DATA FOR THIS EXERCISE:
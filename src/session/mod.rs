//! BURROW Protocol - Relay Session Base
//!
//! Session lifecycle, write queuing, and exponential backoff shared by
//! both concrete transports:
//!
//! - Handshake against the relay's `/proxy` endpoint to obtain a session ID
//! - One ack-gated outbound buffer per session
//! - Error classification driving a shared retry timer
//! - The [`RelayTransport`](core::RelayTransport) seam the transports fill in

mod backoff;
pub(crate) mod core;

pub(crate) use core::{Phase, RelayTransport, SessionCore, SessionOps};
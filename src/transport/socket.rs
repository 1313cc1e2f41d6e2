//! WebSocket transport.
//!
//! A single persistent binary-framed connection replaces the polling
//! request pair. Every frame carries a 4-byte ack header: outbound frames
//! acknowledge bytes we have received, inbound frames acknowledge bytes the
//! relay has received (releasing them from the outbound buffer). The
//! connect URL carries both positions so a dropped socket can resume where
//! it left off.

use std::sync::Arc;
use std::sync::atomic::{AtomicBool, AtomicU32, Ordering};
use std::time::{Duration, Instant};

use futures::stream::{SplitSink, SplitStream};
use futures::{SinkExt, StreamExt};
use parking_lot::Mutex;
use tokio::net::TcpStream;
use tokio::sync::Mutex as AsyncMutex;
use tokio::task::JoinHandle;
use tokio_tungstenite::tungstenite::Message;
use tokio_tungstenite::{MaybeTlsStream, WebSocketStream, connect_async};
use tracing::{debug, info, warn};

use crate::core::constants::{COUNTER_MASK, MAX_SOCKET_PAYLOAD};
use crate::core::{CloseReason, TransportError};
use crate::session::{Phase, RelayTransport, SessionCore, SessionOps};
use crate::stream::StreamEvent;

use super::frame::{AckFrame, FrameError, ack_delta, latency_report};
use super::latency::AckLatencyTracker;

type WsStream = WebSocketStream<MaybeTlsStream<TcpStream>>;
type WsSink = SplitSink<WsStream, Message>;

/// WebSocket transport over a relay session.
pub(crate) struct SocketTransport {
    session: SessionCore,
    /// Write half of the active socket, if connected.
    writer: Arc<AsyncMutex<Option<WsSink>>>,
    /// Reader task driving the active socket.
    reader: Mutex<Option<JoinHandle<()>>>,
    /// A socket is connecting or connected.
    socket_active: AtomicBool,
    /// Consecutive connect attempts since the last successful open.
    connect_attempts: AtomicU32,
    /// Ack round-trip sampling.
    latency: Mutex<AckLatencyTracker>,
}

impl SocketTransport {
    pub(crate) fn new(session: SessionCore) -> Self {
        Self {
            session,
            writer: Arc::new(AsyncMutex::new(None)),
            reader: Mutex::new(None),
            socket_active: AtomicBool::new(false),
            connect_attempts: AtomicU32::new(0),
            latency: Mutex::new(AckLatencyTracker::new()),
        }
    }

    fn connect_url(
        &self,
        sid: &str,
        ack: u64,
        pos: u64,
        attempt: u32,
    ) -> Result<reqwest::Url, TransportError> {
        let mut url = self
            .session
            .endpoint("connect")
            .map_err(|e| TransportError::Endpoint(e.to_string()))?;
        let scheme = if url.scheme() == "https" { "wss" } else { "ws" };
        url.set_scheme(scheme)
            .map_err(|_| TransportError::Endpoint(format!("cannot use scheme {scheme}")))?;
        url.query_pairs_mut()
            .append_pair("sid", sid)
            .append_pair("ack", &ack.to_string())
            .append_pair("pos", &pos.to_string());
        if attempt > 1 {
            url.query_pairs_mut()
                .append_pair("try", &attempt.to_string());
        }
        Ok(url)
    }

    async fn connect(self: Arc<Self>, sid: String, ack: u64, pos: u64, attempt: u32) {
        let url = match self.connect_url(&sid, ack, pos, attempt) {
            Ok(url) => url,
            Err(err) => {
                warn!(error = %err, "cannot build websocket url");
                self.socket_active.store(false, Ordering::SeqCst);
                self.on_request_error(false);
                return;
            }
        };

        debug!(attempt, ack, pos, "opening relay websocket");
        match connect_async(url.as_str()).await {
            Ok((socket, _response)) => {
                let (sink, stream) = socket.split();
                *self.writer.lock().await = Some(sink);
                self.connect_attempts.store(0, Ordering::SeqCst);

                let still_open = {
                    let mut st = self.session.state.lock();
                    if st.phase == Phase::Open {
                        // Unacknowledged bytes are resent on the fresh
                        // socket; the relay dedups by position.
                        st.outbound.rewind();
                        true
                    } else {
                        false
                    }
                };
                if !still_open {
                    *self.writer.lock().await = None;
                    self.socket_active.store(false, Ordering::SeqCst);
                    return;
                }

                info!("relay websocket connected");
                let reader = tokio::spawn(Arc::clone(&self).read_loop(stream));
                *self.reader.lock() = Some(reader);
                self.on_request_success(false);
            }
            Err(err) => {
                warn!(error = %err, attempt, "websocket connect failed");
                self.socket_active.store(false, Ordering::SeqCst);
                self.on_request_error(false);
            }
        }
    }

    async fn read_loop(self: Arc<Self>, mut stream: SplitStream<WsStream>) {
        while let Some(message) = stream.next().await {
            match message {
                Ok(Message::Binary(data)) => {
                    if let Err(err) = Arc::clone(&self).handle_frame(&data) {
                        warn!(error = %err, "fatal frame from relay");
                        self.close_with(CloseReason::ProtocolViolation);
                        return;
                    }
                }
                Ok(Message::Text(text)) => {
                    debug!(%text, "ignoring relay text message");
                }
                Ok(Message::Close(_)) => break,
                Ok(_) => {}
                Err(err) => {
                    debug!(error = %err, "websocket read failed");
                    break;
                }
            }
        }
        self.socket_closed().await;
    }

    /// Apply one inbound frame: release acknowledged outbound bytes,
    /// deliver payload, and feed the latency tracker.
    fn handle_frame(self: Arc<Self>, data: &[u8]) -> Result<(), FrameError> {
        let frame = AckFrame::parse(data)?;

        let (payload, acked_total, report) = {
            let mut st = self.session.state.lock();
            if st.phase != Phase::Open {
                return Ok(());
            }

            let delta = ack_delta(st.write_count, frame.ack);
            let acked_total = if delta > 0 {
                st.outbound.ack(delta as usize);
                st.write_count += delta;
                Some(st.write_count)
            } else {
                None
            };

            let payload = if frame.payload.is_empty() {
                None
            } else {
                st.read_count += frame.payload.len() as u64;
                Some(frame.payload.to_vec())
            };

            let report = self.latency.lock().on_ack(frame.ack, Instant::now());
            (payload, acked_total, report)
        };

        if let Some(bytes) = payload {
            let _ = self.session.events.send(StreamEvent::Data(bytes));
        }
        if let Some(total) = acked_total {
            debug!(total, "relay acknowledged outbound bytes");
            let _ = self.session.events.send(StreamEvent::WriteAcked { total });
        }
        if let Some(average) = report {
            self.report_latency(average);
        }

        // The socket pushes reads on its own; only the write side needs a
        // success signal.
        self.on_request_success(false);
        Ok(())
    }

    /// Send the periodic latency report as a text control message.
    fn report_latency(&self, average: Duration) {
        if !self.session.config.report_ack_latency {
            return;
        }
        let average_ms = (average.as_secs_f64() * 1000.0).round() as u64;
        debug!(average_ms, "reporting ack round-trip average");

        let writer = Arc::clone(&self.writer);
        tokio::spawn(async move {
            let mut guard = writer.lock().await;
            if let Some(sink) = guard.as_mut() {
                let _ = sink.send(Message::text(latency_report(average_ms))).await;
            }
        });
    }

    /// Drain the outbound buffer over the socket, one frame per chunk.
    async fn drain_outbound(self: Arc<Self>) {
        loop {
            let frame = {
                let mut st = self.session.state.lock();
                if st.phase != Phase::Open {
                    st.write_busy = false;
                    return;
                }
                let chunk = st.outbound.read(MAX_SOCKET_PAYLOAD);
                if chunk.is_empty() {
                    st.write_busy = false;
                    return;
                }
                let ack = (st.read_count & COUNTER_MASK) as u32;
                // The relay's ack will land at our write position plus
                // everything read-but-unacked, this chunk included.
                let expected =
                    ((st.write_count + st.outbound.read_offset() as u64) & COUNTER_MASK) as u32;
                self.latency.lock().on_send(expected, Instant::now());
                AckFrame::encode(ack, &chunk)
            };

            let sent = {
                let mut guard = self.writer.lock().await;
                match guard.as_mut() {
                    Some(sink) => sink.send(Message::binary(frame)).await.is_ok(),
                    None => {
                        // No socket yet: a connect is in flight or a retry
                        // is scheduled. Either path rewinds the buffer and
                        // re-drives the send, so just stand down.
                        self.session.state.lock().write_busy = false;
                        debug!("no socket; deferring send");
                        return;
                    }
                }
            };

            if !sent {
                self.session.state.lock().write_busy = false;
                debug!("websocket send failed");
                self.socket_closed().await;
                return;
            }
        }
    }

    /// The socket dropped (read loop ended or a send failed).
    ///
    /// If the stream is resumable this routes through the standard
    /// error/backoff path, which reconnects; otherwise the stream closes
    /// permanently. The atomic swap makes the two failure paths converge
    /// on one teardown.
    async fn socket_closed(self: Arc<Self>) {
        if !self.socket_active.swap(false, Ordering::SeqCst) {
            return;
        }
        *self.writer.lock().await = None;

        let resumable = {
            let st = self.session.state.lock();
            self.session.config.resume && st.session_id.is_some() && st.phase == Phase::Open
        };
        if resumable {
            debug!("websocket closed; scheduling reconnect");
            self.on_request_error(false);
        } else {
            self.close_with(CloseReason::ConnectionLost);
        }
    }
}

impl RelayTransport for SocketTransport {
    fn session(&self) -> &SessionCore {
        &self.session
    }

    fn resume_read(self: Arc<Self>) {
        if self
            .socket_active
            .compare_exchange(false, true, Ordering::SeqCst, Ordering::SeqCst)
            .is_err()
        {
            return;
        }

        let params = {
            let st = self.session.state.lock();
            match &st.session_id {
                Some(sid) if !st.backoff.is_scheduled() && st.phase == Phase::Open => Some((
                    sid.clone(),
                    st.read_count & COUNTER_MASK,
                    st.write_count & COUNTER_MASK,
                )),
                _ => None,
            }
        };
        let Some((sid, ack, pos)) = params else {
            self.socket_active.store(false, Ordering::SeqCst);
            return;
        };

        let attempt = self.connect_attempts.fetch_add(1, Ordering::SeqCst) + 1;
        tokio::spawn(async move {
            self.connect(sid, ack, pos, attempt).await;
        });
    }

    fn send_write(self: Arc<Self>) {
        {
            let mut st = self.session.state.lock();
            if st.write_busy || st.backoff.is_scheduled() || st.phase != Phase::Open {
                return;
            }
            if st.outbound.unread_len() == 0 {
                return;
            }
            st.write_busy = true;
        }

        tokio::spawn(async move {
            self.drain_outbound().await;
        });
    }

    fn halt(&self) {
        self.socket_active.store(false, Ordering::SeqCst);
        if let Some(reader) = self.reader.lock().take() {
            reader.abort();
        }

        // Close the socket from an async context; skip the graceful close
        // if the runtime is already gone.
        if let Ok(handle) = tokio::runtime::Handle::try_current() {
            let writer = Arc::clone(&self.writer);
            handle.spawn(async move {
                let mut guard = writer.lock().await;
                if let Some(mut sink) = guard.take() {
                    let _ = sink.close().await;
                }
            });
        }
    }
}
//! Events delivered from a relay stream to its consumer.

use std::time::Duration;

use tokio::sync::mpsc;

use crate::core::CloseReason;

/// A notification from the stream to its consumer.
#[derive(Debug, Clone, PartialEq, Eq)]
pub enum StreamEvent {
    /// Ordered inbound payload bytes from the peer.
    Data(Vec<u8>),

    /// The relay acknowledged outbound bytes; `total` is the new total of
    /// bytes written over the stream's lifetime.
    WriteAcked {
        /// Total acknowledged bytes since the stream opened.
        total: u64,
    },

    /// Connectivity is degraded and the stream is retrying. `duration` is
    /// how long the notice should be displayed (the retry delay plus a
    /// short grace period).
    Retrying {
        /// Suggested display duration for the notice.
        duration: Duration,
    },

    /// The stream terminated. No further events follow.
    Closed {
        /// Why the stream closed.
        reason: CloseReason,
    },
}

/// Receiving half of a stream's event channel.
///
/// Returned by `RelayStream::open`; the consumer drains it to receive
/// payload data and lifecycle notifications.
#[derive(Debug)]
pub struct StreamEvents {
    rx: mpsc::UnboundedReceiver<StreamEvent>,
}

impl StreamEvents {
    pub(crate) fn new(rx: mpsc::UnboundedReceiver<StreamEvent>) -> Self {
        Self { rx }
    }

    /// Receive the next event.
    ///
    /// Returns `None` once the stream is gone and all queued events have
    /// been drained.
    pub async fn recv(&mut self) -> Option<StreamEvent> {
        self.rx.recv().await
    }
}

WHAT TO PRODUCE: Bring together every line in the entries that holds the string "gone".

RESPONSE BELOW:
        // if the runtime is already gone.
    /// Returns `None` once the stream is gone and all queued events have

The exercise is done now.